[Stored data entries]

- Opening Delimiter -

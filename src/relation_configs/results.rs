// Copyright (c) 2025 ADBC Drivers Contributors
//
// Licensed under the Apache License, Version 2.0 (the "License");
// you may not use this file except in compliance with the License.
// You may obtain a copy of the License at
//
//     http://www.apache.org/licenses/LICENSE-2.0
//
// Unless required by applicable law or agreed to in writing, software
// distributed under the License is distributed on an "AS IS" BASIS,
// WITHOUT WARRANTIES OR CONDITIONS OF ANY KIND, either express or implied.
// See the License for the specific language governing permissions and
// limitations under the License.

//! Introspection results for a relation.
//!
//! The host runs a fixed set of queries against a live relation and hands
//! their result tables over keyed by query name. Tables arrive either as
//! plain rows or as the Arrow batches the Databricks SQL driver returns.

use crate::error::{Error, Result};
use arrow_array::cast::AsArray;
use arrow_array::RecordBatch;
use arrow_schema::DataType;
use std::collections::HashMap;
use std::fmt;

/// A query result: column names plus ordered rows of nullable string cells.
#[derive(Debug, Clone, Default, PartialEq, Eq)]
pub struct IntrospectionTable {
    columns: Vec<String>,
    rows: Vec<Vec<Option<String>>>,
}

impl IntrospectionTable {
    pub fn new(columns: Vec<String>, rows: Vec<Vec<Option<String>>>) -> Self {
        Self { columns, rows }
    }

    /// Convenience constructor for tables without nulls.
    pub fn from_rows(columns: &[&str], rows: &[&[&str]]) -> Self {
        Self {
            columns: columns.iter().map(|c| c.to_string()).collect(),
            rows: rows
                .iter()
                .map(|row| row.iter().map(|cell| Some(cell.to_string())).collect())
                .collect(),
        }
    }

    /// Concatenates `batches`. All batches must share the first one's schema
    /// and every column must be a string column.
    pub fn from_record_batches(batches: &[RecordBatch]) -> Result<Self> {
        let Some(first) = batches.first() else {
            return Ok(Self::default());
        };
        let schema = first.schema();
        let columns: Vec<String> = schema.fields().iter().map(|f| f.name().clone()).collect();

        let mut rows = Vec::new();
        for batch in batches {
            if batch.num_columns() != columns.len() {
                return Err(Error::internal(format!(
                    "Expected {} columns in introspection result, got {}",
                    columns.len(),
                    batch.num_columns()
                )));
            }
            for row in 0..batch.num_rows() {
                let cells = (0..batch.num_columns())
                    .map(|col| get_optional_string_value(batch, col, row))
                    .collect::<Result<Vec<_>>>()?;
                rows.push(cells);
            }
        }
        Ok(Self { columns, rows })
    }

    pub fn columns(&self) -> &[String] {
        &self.columns
    }

    pub fn rows(&self) -> &[Vec<Option<String>>] {
        &self.rows
    }

    pub fn len(&self) -> usize {
        self.rows.len()
    }

    pub fn is_empty(&self) -> bool {
        self.rows.is_empty()
    }

    pub fn column_index(&self, name: &str) -> Option<usize> {
        self.columns.iter().position(|c| c == name)
    }

    pub fn cell(&self, row: usize, col: usize) -> Option<&str> {
        self.rows.get(row)?.get(col)?.as_deref()
    }
}

fn get_optional_string_value(batch: &RecordBatch, col_idx: usize, row: usize) -> Result<Option<String>> {
    let array = batch.column(col_idx);
    if array.is_null(row) {
        return Ok(None);
    }
    match array.data_type() {
        DataType::Utf8 => Ok(Some(array.as_string::<i32>().value(row).to_string())),
        DataType::LargeUtf8 => Ok(Some(array.as_string::<i64>().value(row).to_string())),
        dt => Err(Error::internal(format!(
            "Expected string column '{}' in introspection result, got {:?}",
            batch.schema().field(col_idx).name(),
            dt
        ))),
    }
}

/// Well-known introspection queries.
#[derive(Debug, Clone, Copy, PartialEq, Eq, Hash)]
pub enum RelationResultsKey {
    DescribeExtended,
    ShowTblProperties,
    InformationSchemaViews,
    InformationSchemaTags,
}

impl RelationResultsKey {
    pub fn as_str(&self) -> &'static str {
        match self {
            RelationResultsKey::DescribeExtended => "describe_extended",
            RelationResultsKey::ShowTblProperties => "show_tblproperties",
            RelationResultsKey::InformationSchemaViews => "information_schema.views",
            RelationResultsKey::InformationSchemaTags => "information_schema.tags",
        }
    }
}

impl fmt::Display for RelationResultsKey {
    fn fmt(&self, f: &mut fmt::Formatter<'_>) -> fmt::Result {
        f.write_str(self.as_str())
    }
}

/// Introspection tables of one relation.
#[derive(Debug, Clone, Default)]
pub struct RelationResults {
    tables: HashMap<RelationResultsKey, IntrospectionTable>,
}

impl RelationResults {
    pub fn builder() -> RelationResultsBuilder {
        RelationResultsBuilder::default()
    }

    pub fn get(&self, key: RelationResultsKey) -> Option<&IntrospectionTable> {
        self.tables.get(&key)
    }

    pub fn contains(&self, key: RelationResultsKey) -> bool {
        self.tables.contains_key(&key)
    }
}

#[derive(Debug, Default)]
pub struct RelationResultsBuilder {
    tables: HashMap<RelationResultsKey, IntrospectionTable>,
}

impl RelationResultsBuilder {
    pub fn with(mut self, key: RelationResultsKey, table: IntrospectionTable) -> Self {
        self.tables.insert(key, table);
        self
    }

    pub fn with_describe_extended(self, table: IntrospectionTable) -> Self {
        self.with(RelationResultsKey::DescribeExtended, table)
    }

    pub fn with_show_tblproperties(self, table: IntrospectionTable) -> Self {
        self.with(RelationResultsKey::ShowTblProperties, table)
    }

    pub fn with_info_schema_views(self, table: IntrospectionTable) -> Self {
        self.with(RelationResultsKey::InformationSchemaViews, table)
    }

    pub fn with_info_schema_tags(self, table: IntrospectionTable) -> Self {
        self.with(RelationResultsKey::InformationSchemaTags, table)
    }

    pub fn build(self) -> RelationResults {
        RelationResults {
            tables: self.tables,
        }
    }
}

/// Labels of the detailed-information section of `DESCRIBE TABLE EXTENDED`
/// that the adapter reads.
#[derive(Debug, Clone, Copy, PartialEq, Eq, Hash)]
pub enum DescribeExtendedLabel {
    Comment,
    Owner,
    Type,
    Provider,
    Location,
    CreatedTime,
}

impl DescribeExtendedLabel {
    pub fn as_str(&self) -> &'static str {
        match self {
            DescribeExtendedLabel::Comment => "Comment",
            DescribeExtendedLabel::Owner => "Owner",
            DescribeExtendedLabel::Type => "Type",
            DescribeExtendedLabel::Provider => "Provider",
            DescribeExtendedLabel::Location => "Location",
            DescribeExtendedLabel::CreatedTime => "Created Time",
        }
    }

    pub fn from_label(label: &str) -> Option<Self> {
        match label {
            "Comment" => Some(DescribeExtendedLabel::Comment),
            "Owner" => Some(DescribeExtendedLabel::Owner),
            "Type" => Some(DescribeExtendedLabel::Type),
            "Provider" => Some(DescribeExtendedLabel::Provider),
            "Location" => Some(DescribeExtendedLabel::Location),
            "Created Time" => Some(DescribeExtendedLabel::CreatedTime),
            _ => None,
        }
    }
}

/// Typed lookup over a `DESCRIBE TABLE EXTENDED` result.
///
/// The first row whose first cell is a known label wins; unknown labels
/// (column rows, section headers) are skipped.
#[derive(Debug, Clone, Default, PartialEq, Eq)]
pub struct DescribeExtended {
    values: HashMap<DescribeExtendedLabel, Option<String>>,
}

impl DescribeExtended {
    pub fn from_table(table: &IntrospectionTable) -> Self {
        let mut values = HashMap::new();
        for row in table.rows() {
            let Some(label) = row
                .first()
                .and_then(|cell| cell.as_deref())
                .and_then(DescribeExtendedLabel::from_label)
            else {
                continue;
            };
            values
                .entry(label)
                .or_insert_with(|| row.get(1).cloned().flatten());
        }
        Self { values }
    }

    /// `None` when the label is absent or its value is null.
    pub fn get(&self, label: DescribeExtendedLabel) -> Option<&str> {
        self.values.get(&label)?.as_deref()
    }

    pub fn contains(&self, label: DescribeExtendedLabel) -> bool {
        self.values.contains_key(&label)
    }

    pub fn comment(&self) -> Option<&str> {
        self.get(DescribeExtendedLabel::Comment)
    }
}

#[cfg(test)]
mod tests {
    use super::*;
    use arrow_array::{Int32Array, StringArray};
    use arrow_schema::{Field, Schema};
    use std::sync::Arc;

    fn describe_extended() -> IntrospectionTable {
        IntrospectionTable::from_rows(
            &["col_name", "data_type", "comment"],
            &[
                &["id", "int", ""],
                &["", "", ""],
                &["# Detailed Table Information", "", ""],
                &["Catalog", "main", ""],
                &["Comment", "orders table", ""],
                &["Owner", "someone@example.com", ""],
                &["Created Time", "Mon Jan 01 00:00:00 UTC 2024", ""],
                &["Comment", "shadowed", ""],
            ],
        )
    }

    #[test]
    fn test_describe_extended_lookup() {
        let describe = DescribeExtended::from_table(&describe_extended());
        assert_eq!(describe.comment(), Some("orders table"));
        assert_eq!(
            describe.get(DescribeExtendedLabel::Owner),
            Some("someone@example.com")
        );
        assert!(describe.contains(DescribeExtendedLabel::CreatedTime));
        assert_eq!(describe.get(DescribeExtendedLabel::Location), None);
    }

    #[test]
    fn test_label_round_trip() {
        for label in [
            DescribeExtendedLabel::Comment,
            DescribeExtendedLabel::CreatedTime,
        ] {
            assert_eq!(DescribeExtendedLabel::from_label(label.as_str()), Some(label));
        }
        assert_eq!(DescribeExtendedLabel::from_label("Catalog"), None);
    }

    #[test]
    fn test_results_builder() {
        let results = RelationResults::builder()
            .with_describe_extended(describe_extended())
            .build();
        assert!(results.contains(RelationResultsKey::DescribeExtended));
        assert!(results.get(RelationResultsKey::ShowTblProperties).is_none());
        assert_eq!(RelationResultsKey::ShowTblProperties.to_string(), "show_tblproperties");
    }

    #[test]
    fn test_from_record_batches() {
        let schema = Arc::new(Schema::new(vec![
            Field::new("key", DataType::Utf8, false),
            Field::new("value", DataType::Utf8, true),
        ]));
        let first = RecordBatch::try_new(
            schema.clone(),
            vec![
                Arc::new(StringArray::from(vec!["a", "b"])),
                Arc::new(StringArray::from(vec![Some("1"), None])),
            ],
        )
        .unwrap();
        let second = RecordBatch::try_new(
            schema,
            vec![
                Arc::new(StringArray::from(vec!["c"])),
                Arc::new(StringArray::from(vec![Some("3")])),
            ],
        )
        .unwrap();

        let table = IntrospectionTable::from_record_batches(&[first, second]).unwrap();
        assert_eq!(table.columns(), &["key".to_string(), "value".to_string()]);
        assert_eq!(table.len(), 3);
        assert_eq!(table.cell(0, 1), Some("1"));
        assert_eq!(table.cell(1, 1), None);
        assert_eq!(table.cell(2, 0), Some("c"));
        assert_eq!(table.column_index("value"), Some(1));
    }

    #[test]
    fn test_from_record_batches_rejects_non_string_columns() {
        let schema = Arc::new(Schema::new(vec![Field::new("n", DataType::Int32, false)]));
        let batch =
            RecordBatch::try_new(schema, vec![Arc::new(Int32Array::from(vec![1]))]).unwrap();
        assert!(IntrospectionTable::from_record_batches(&[batch]).is_err());
        assert!(IntrospectionTable::from_record_batches(&[])
            .unwrap()
            .is_empty());
    }
}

- Closing Delimiter -

** Exercise **
Restate verbatim all lines from the start of the data through the line containing "under the License.", with both ends kept.

** Exercise solution **
filename src/relation_configs/results.rs
// Copyright (c) 2025 ADBC Drivers Contributors
//
// Licensed under the Apache License, Version 2.0 (the "License");
// you may not use this file except in compliance with the License.
// You may obtain a copy of the License at
//
//     http://www.apache.org/licenses/LICENSE-2.0
//
// Unless required by applicable law or agreed to in writing, software
// distributed under the License is distributed on an "AS IS" BASIS,
// WITHOUT WARRANTIES OR CONDITIONS OF ANY KIND, either express or implied.
// See the License for the specific language governing permissions and
// limitations under the License.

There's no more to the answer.